Not a problem, but unexpected. (And, after a dogsledding tour where the toilet usually was an outhouse 20 meters away from the cabin, not much of a change.)
Also unexpected was the experience I had at the next place I went to.
I was staying at "Sweden's most primitive hotel", which is, essentially, a bunch of charcoal workers' huts in a forest.
These are a bit like a traditional ridge tent, made with rough wooden walls instead of cloth and then padded with soil for isolation.
As it was mid-April and this was almost a thousand kilometers south of where I had been dogsledding, I had planned that as a relaxed 'camping day' in an unusual kind of tent. Sitting around, enjoying the landscape (and the warm spring weather), and having a nice fire in the 'hut', mostly for the look of it and a nice barbecue in the evening.

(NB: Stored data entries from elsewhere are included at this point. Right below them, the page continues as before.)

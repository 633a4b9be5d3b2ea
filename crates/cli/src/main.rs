mod cmd;
mod output;

use std::path::PathBuf;
use std::process::ExitCode;
use std::time::Duration;

use clap::{Args, Parser, Subcommand};
use tracing_subscriber::EnvFilter;

use output::{OutputFormat, print_error};

/// stagegate - platform-aware multi-stage build orchestrator
#[derive(Parser)]
#[command(name = "stagegate")]
#[command(author, version, about, long_about = None)]
struct Cli {
  /// Enable verbose output
  #[arg(short, long, global = true)]
  verbose: bool,

  /// Output format
  #[arg(short, long, global = true, value_enum, default_value_t = OutputFormat::Text)]
  output: OutputFormat,

  #[command(subcommand)]
  command: Commands,
}

/// Inputs shared by every command that loads a descriptor.
#[derive(Args, Debug, Clone)]
struct PlanArgs {
  /// Path to the build descriptor (YAML, or JSON by extension)
  descriptor: PathBuf,

  /// Base-image registry (TOML). Defaults to $STAGEGATE_REGISTRY, then images.toml beside the descriptor
  #[arg(long)]
  registry: Option<PathBuf>,

  /// Override the platform of every stage, e.g. `linux/arm64` or `linux/arm64/musl-1.2.4/libstdc++-13`
  #[arg(long, env = "STAGEGATE_TARGET_PLATFORM")]
  target_platform: Option<String>,
}

#[derive(Subcommand)]
enum Commands {
  /// Execute a build descriptor
  Build {
    #[command(flatten)]
    plan: PlanArgs,

    /// Maximum number of stages executing at once
    #[arg(short = 'j', long)]
    parallelism: Option<usize>,

    /// Default stage timeout, e.g. `30m` (stages may declare their own)
    #[arg(long, value_parser = humantime::parse_duration)]
    timeout: Option<Duration>,

    /// Execute every stage even when a cached result exists
    #[arg(long)]
    no_cache: bool,

    /// Re-execute cached stages and fail if any output hash changed
    #[arg(long)]
    verify_reproducible: bool,

    /// Shell running stage commands and checks (default `/bin/sh`)
    #[arg(long, env = "STAGEGATE_SHELL")]
    shell: Option<String>,
  },

  /// Validate a descriptor and predict transfer mismatches without executing
  Plan {
    #[command(flatten)]
    plan: PlanArgs,
  },

  /// Re-run a stage's verification checks against its last build
  Verify {
    #[command(flatten)]
    plan: PlanArgs,

    /// Stage to verify (defaults to the target stage)
    #[arg(long)]
    stage: Option<String>,

    /// Shell running the checks (default `/bin/sh`)
    #[arg(long, env = "STAGEGATE_SHELL")]
    shell: Option<String>,
  },

  /// List registered verification checks
  Checks {
    #[command(flatten)]
    plan: PlanArgs,

    /// Only list checks of this stage
    #[arg(long)]
    stage: Option<String>,
  },

  /// Show the artifact ledger of a persisted run
  InspectLedger {
    /// Run id (defaults to the most recent run)
    run_id: Option<String>,

    /// Only show artifacts of this stage
    #[arg(long)]
    stage: Option<String>,
  },

  /// List persisted runs
  Runs,
}

fn main() -> ExitCode {
  let cli = Cli::parse();
  init_tracing(cli.verbose);

  let result = match cli.command {
    Commands::Build {
      plan,
      parallelism,
      timeout,
      no_cache,
      verify_reproducible,
      shell,
    } => cmd::cmd_build(
      &plan,
      cmd::BuildOptions {
        parallelism,
        timeout,
        no_cache,
        verify_reproducible,
        shell,
      },
      cli.output,
    ),
    Commands::Plan { plan } => cmd::cmd_plan(&plan, cli.output),
    Commands::Verify { plan, stage, shell } => {
      cmd::cmd_verify(&plan, stage.as_deref(), shell.as_deref(), cli.output)
    }
    Commands::Checks { plan, stage } => cmd::cmd_checks(&plan, stage.as_deref(), cli.output),
    Commands::InspectLedger { run_id, stage } => {
      cmd::cmd_inspect_ledger(run_id.as_deref(), stage.as_deref(), cli.verbose, cli.output)
    }
    Commands::Runs => cmd::cmd_runs(cli.output),
  };

  match result {
    Ok(code) => code,
    Err(err) => {
      print_error(&format!("{:#}", err));
      ExitCode::FAILURE
    }
  }
}

fn init_tracing(verbose: bool) {
  let default = if verbose { "debug" } else { "warn" };
  let filter = EnvFilter::try_from_default_env().unwrap_or_else(|_| EnvFilter::new(default));

  tracing_subscriber::fmt()
    .with_env_filter(filter)
    .with_writer(std::io::stderr)
    .without_time()
    .init();
}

As in the words of a thousand movies: "What could possibly go wrong?"
In a word: weather.
While the weather was fine near Arlanda airport (as evident from the pictures above), the temperature dropped significantly next morning and it started to snow. So when I arrived at the "primitive hotel", it looked like this:
Not quite the comfy camping I had been expecting.
But all the huts have massive brick ovens, so I could make a fire and get the place nice and warm.
There is a stack of firewood near the camp (so you don't need to chop down any trees, which would probably not be dry enough anyway) and an axe, so you chop some firewood, carry it in a basket to your hut and soon you have a pleasant fire going. (Except that it's not soon. But at some point I had a proper fire.)
It was still early in the day, so I went through a walk in the forest.
Which was nice to look at with all the freshly fallen snow, but I quickly discovered that the area was not only a bit of a marshland, but also that some of the 'trails' I tried to follow through the forest turned out to be small streams, so that I stepped through the snow into a pool of water a few times.
Not a problem, but after a few kilometers it seemed like a good idea to go back to the (by now presumably warm) hut and dry out a bit.
There is a metal plate with a couple of small holes in it, which you hang in front of the fireplace when you are out or at night, so that no sparks can jump out of the fireplace and ignite the hut. But that also cuts out most of the heat radiation, so the inside of the hut was still cold.
But taking the metal plate away and sitting directly in front of the fireplace, it was nice, warm and, well, foggy.
My clothes had gotten quit damp and the steam rising from my trousers made them almost look like they were on fire themselves.
After having dried out a little bit, I started working on my dinner.
There are some fireplaces around the place, so I picked one, removed the snow and started a fire.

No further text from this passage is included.